In recent weeks, Jackson has had a flare-up of symptoms, which is common when the condition goes untreated.

“I’m not sure if I will be able to wait for COVID to get better,” she said. “This thing cripples every part of my life.”

THE LAND border with Mexico — closed to tourists — has remained open for essential travel, which includes all medical treatment, and a handful of Americans cross the border every day into Los Algodones (also known as Molar City) to receive dental treatment or purchase pharmaceuticals.

“It’s just Americans over there getting dental care,” said Jeff Somerville, a Delta Air Lines flight attendant who visited the Supreme Dental Clinic in Los Algodones in September to get his crowns replaced. “You park on the U.S. side and just walk across.
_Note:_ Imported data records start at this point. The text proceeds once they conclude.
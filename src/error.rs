//! Failure taxonomy shared by the request pipeline and the submission guard.

use std::fmt;

use serde::Serialize;

/// Every failure the client can surface, classified once.
///
/// `Validation` and `LockedOut` are raised before the network is touched;
/// `AuthExpired` is absorbed by the pipeline's refresh-and-retry and only
/// `AuthExhausted` reaches callers when that recovery fails.
#[derive(Debug, Clone, Copy, PartialEq, Eq, Hash, Serialize)]
#[serde(rename_all = "snake_case")]
pub enum ErrorKind {
    Validation,
    AuthExpired,
    AuthExhausted,
    Forbidden,
    NotFound,
    Conflict,
    RateLimited,
    ServerError,
    Unreachable,
    LockedOut,
}

impl ErrorKind {
    /// Classify an HTTP status. Returns `None` for non-error statuses.
    pub fn from_status(status: u16) -> Option<Self> {
        match status {
            100..=399 => None,
            401 => Some(Self::AuthExpired),
            403 => Some(Self::Forbidden),
            404 => Some(Self::NotFound),
            409 => Some(Self::Conflict),
            429 => Some(Self::RateLimited),
            500..=599 => Some(Self::ServerError),
            // 400, 422 and any other client error: the request itself was refused.
            _ => Some(Self::Validation),
        }
    }

    /// Default user-facing text for this kind.
    pub fn user_message(self) -> &'static str {
        match self {
            Self::Validation => "The request was rejected. Please check the submitted data.",
            Self::AuthExpired => "Your session has expired. Reconnecting...",
            Self::AuthExhausted => "Your session has expired. Please log in again.",
            Self::Forbidden => "You do not have permission to perform this action.",
            Self::NotFound => "The requested resource was not found.",
            Self::Conflict => "This resource already exists or was modified concurrently.",
            Self::RateLimited => "Too many requests. Please wait a moment and try again.",
            Self::ServerError => "The server encountered an error. Please try again later.",
            Self::Unreachable => {
                "Unable to reach the server. Check your connection and try again."
            }
            Self::LockedOut => "Too many failed attempts. Please wait before trying again.",
        }
    }

    /// Stable label used in logs and metrics.
    pub fn as_str(self) -> &'static str {
        match self {
            Self::Validation => "validation",
            Self::AuthExpired => "auth_expired",
            Self::AuthExhausted => "auth_exhausted",
            Self::Forbidden => "forbidden",
            Self::NotFound => "not_found",
            Self::Conflict => "conflict",
            Self::RateLimited => "rate_limited",
            Self::ServerError => "server_error",
            Self::Unreachable => "unreachable",
            Self::LockedOut => "locked_out",
        }
    }
}

impl fmt::Display for ErrorKind {
    fn fmt(&self, f: &mut fmt::Formatter<'_>) -> fmt::Result {
        f.write_str(self.as_str())
    }
}
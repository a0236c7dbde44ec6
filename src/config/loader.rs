//! Configuration loading from disk.

use std::fs;
use std::path::Path;

use thiserror::Error;

use crate::config::schema::ClientConfig;
use crate::config::validation::{validate_config, ValidationError};

/// Error type for configuration loading.
#[derive(Debug, Error)]
pub enum ConfigError {
    #[error("IO error: {0}")]
    Io(#[from] std::io::Error),

    #[error("Parse error: {0}")]
    Parse(#[from] toml::de::Error),

    #[error("Validation failed: {}", join_errors(.0))]
    Validation(Vec<ValidationError>),
}

fn join_errors(errors: &[ValidationError]) -> String {
    errors
        .iter()
        .map(ToString::to_string)
        .collect::<Vec<_>>()
        .join(", ")
}

/// Parse and validate configuration from TOML text.
pub fn parse_config(content: &str) -> Result<ClientConfig, ConfigError> {
    let config: ClientConfig = toml::from_str(content)?;
    validate_config(&config).map_err(ConfigError::Validation)?;
    Ok(config)
}

/// Load and validate configuration from a TOML file.
pub fn load_config(path: &Path) -> Result<ClientConfig, ConfigError> {
    let content = fs::read_to_string(path)?;
    let config = parse_config(&content)?;

    tracing::debug!(
        path = %path.display(),
        base_url = %config.api.base_url,
        "Configuration loaded"
    );
    Ok(config)
}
It’s easy and felt very safe.” He said the procedure would have cost around $25,000 in Tampa, Fla., close to where he lives in the city of Clearwater. In Mexico, he paid $7,000.

Now, Somerville, 47, is preparing to travel to Turkey in February for a hair and beard transplant, which will cost $3,000 and includes plasma treatments, medications, hotel lodging for three nights and a translator.

“I’m going to live my life, but I’m going to take my precautions while I do that,” he said. “I’m not going to sit at home and be scared.”

Turkey has remained open to tourists throughout the latest surge of the pandemic in Europe and only visitors from Britain are required to take a test as a precaution against a new, more transmissible variant of the virus. On weekends in Turkey, a strict curfew is imposed on local residents to curb the spread of the virus, but foreign visitors are allowed to roam free without any restrictions. On Istanbul’s main Istiklal Avenue, men recovering from hair transplant procedures can easily be spotted with bandages around their heads.

“This is the best time to get surgery,” said Martin Wright, a British tourist, who had a hair transplant in Istanbul in December, before the new variant of the virus was identified in Britain. “Hotels are cheap, sites are empty, and you get to have down time in a foreign city where you don’t have to explain to anyone why or how you got a hair transplant.”

Over the summer, when lockdown restrictions were eased across Europe, Britons traveled to the continent to receive medical treatment, after waiting lists for elective surgery on the National Health Service reached record levels. With British hospitals operating at reduced capacity to accommodate patients with COVID-19, hundreds of thousands of patients, who have been waiting for more than a year for nonurgent surgery, are facing further delays, NHS figures show.

Cynthia Hedges, a 77-year-old retired nurse from Plymouth in southwest England, traveled to France in August for a knee replacement after waiting more than 19 months to get the procedure at her hospital.

“It just became hopeless. I could barely walk and was just living off pain medication, which is not good for my health,” she said in a telephone interview. “I know we can’t go far these days, but I became very depressed not even being able to walk to my garden. I know it was risky to travel at the time, but it was the best thing I did. It was worth it.”

Even as travel restrictions tighten, experts in the medical tourism industry see an opportunity as demand builds and health care becomes more inaccessible in people’s home countries.

“It doesn’t matter if you’re in Europe or the Americas,” said Paul McTaggart of Medical Departures, a Bangkok-based medical travel agency. “Financially challenged individuals will seek out and be more receptive to the idea that you can travel abroad and see substantial savings for medical treatment and get past the line.”